Divine Intervention

He finds it odd, ironically amusing, that a man in his position, of his training, is not religious. But Wesley is not a religious man, for all that he invokes the trappings of the religion he's been taught, for all that he still prays sometimes. He does not believe there is anyone up there, above the Powers That Be, above the creatures that claim to have a connections to divinity. He's not sure what he does believe, what might be up there, what might not be.

But he's sure that if there is something up there, he cannot see him, cannot hear him, and could not be bothered to actually interfere in his life no matter how many good deeds he does or lives he saves. No one is handing out rewards for what he does, and the only thanks he gets most times are those he gives himself. Those are enough, because despite not having an omnipotent God to attribute it to, Wesley does have a code of morality, bolstered by the simple premise of 'thou shalt not inflict pain and suffering upon the innocents'. Everything falls from there, and good and bad are judged by tears and blood and dying, rather than an ancient book translated over so many times that it's impossible for someone who does not read dead languages to truly understand.

None of this can wholly prevent him from praying. At times he finds himself pushed so far that he whispers entreaties, begging for something he knows in his heart he shall never receive. But he prays, all the same, when the night is cold and long and there seems to be no end to the pain. He does not pray becuase he expects an answer, but because there is nothing else he can do.

Wesley lies in his bed, now, listening to the street traffic through thin walls, listening to the tired, worn out bed springs beneath him, creaking every time he shifts. Listening to the steady drip of water from the bathroom, that makes him consider getting out of bed and tightening the faucet -- except that he doesn't really mind hearing it drip.

The fact that he can hear any of these things is a relief, for it means Angel is asleep. It's the only time he isn't shouting, or crying, or talking non-stop as he describes the images in his head and asks Wes and Gunn to take care of them, so that they'll stop.

Wesley knows he should be asleep, as well. The night is almost over and he'll soon enough have to crawl back out of bed and start again. They've had a long night of it, and he's tired and by all rights should fall fast asleep merely by closing his eyes. But he hasn't, and he's not sure he will. His eyes are closed, and he's praying.

Sometimes he prays for big things. Let this all end. Let Angel be cured. Let the evil stop. Let someone help us.

Sometimes he prays for little things. Let us get paid tomorrow. Let us buy food, and a new shirt to replace the one Angel tore off himself again, and let there be enough left over that Wesley can consider buying new glasses to replace the ones lost over six months ago. They're little things, because they can steal food, and it isn't ever cold enough for Angel to really need clothing, and Wesley can see well enough to kill the things needing killed and he can read his books if he brings the pages close enough.
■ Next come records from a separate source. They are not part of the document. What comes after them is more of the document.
//! UseCase: ルーム退出

use std::sync::Arc;

use crate::{
    domain::{ConnectionId, RoomId},
    infrastructure::directory::RoomDirectory,
};

use super::presence::PresenceTracker;

/// ルーム退出のユースケース
pub struct LeaveRoomUseCase {
    directory: Arc<RoomDirectory>,
    presence: Arc<PresenceTracker>,
}

impl LeaveRoomUseCase {
    pub fn new(directory: Arc<RoomDirectory>, presence: Arc<PresenceTracker>) -> Self {
        Self {
            directory,
            presence,
        }
    }

    /// 退出を実行。所属していた場合は `true`
    pub async fn execute(&self, connection: ConnectionId, room: &RoomId) -> bool {
        let was_member = self.directory.leave(connection, room);
        if was_member {
            self.presence.refresh(room).await;
        }
        was_member
    }
}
Tonight, he's praying to forget. They were late, this time, and though the demons were destroyed, so was the family they'd been tormenting. Two children and the mother dead, the father and eldest child in hospital, with wounds that Wesley knows from experience will not heal. The physical ones might close, but the emotional, psychological wounds are beyond the reach of modern medicine. God might have done so, had he cared. If such a creature existed.

Wesley prays, anyhow, because it's the only recourse left to him. Images in his own mind, matching the ones Angel described, garbled and punctuated with shouts of denial, will keep him awake for years to come. But all he wants is one night to sleep, for his head aches and his no-longer-existent arm hurts and he's exhausted all the way down to his bones. All he wants is for it to be over, even for just a few hours.

He opens his eyes as Gunn comes into the room. The lights are off, and Wesley isn't sure he wants to see Gunn's face, anyhow. Neither of them says a word as Gunn drops his shirt on the floor and crawls into bed beside him. He wraps his arm around Wesley, pulling him close for a moment, before releasing him to lie on his back, to sleep.

Wesley knows Gunn isn't going to sleep any more than he will, but he's willing, tonight, to let the pretense stand. Saying anything out loud will lead to talking about, or around, what happened. What they failed to do, and Wesley knows he doesn't want to hear his lover try to make it sound as if it's all right, because in the long run they save more than they lose.

He rolls over onto his left side because it hurts anyway and there's no reason not to. After a moment, Gunn shifts as well, and curls up behind him. One arm drapes over Wesley's body, and two legs press up against his own. Still, they say nothing, and Wesley closes his eyes again. He prays for sleep so he won't have to hear his lover crying.

Three nights later, Angel starts shouting something new. Wesley and Gunn go into the room, staying a safe distance away even though Angel avoids them well enough. Gunn is holding a crossbow, just in case.

It takes a few minutes to get the information clearly, and when they have it, there is only an address. Then Angel is back into something else, something older, and there is nothing more useful to get from him tonight. Wesley locks him into his room, again, and he and Gunn pack up their weapons and head out to find the demon at 171 Oak.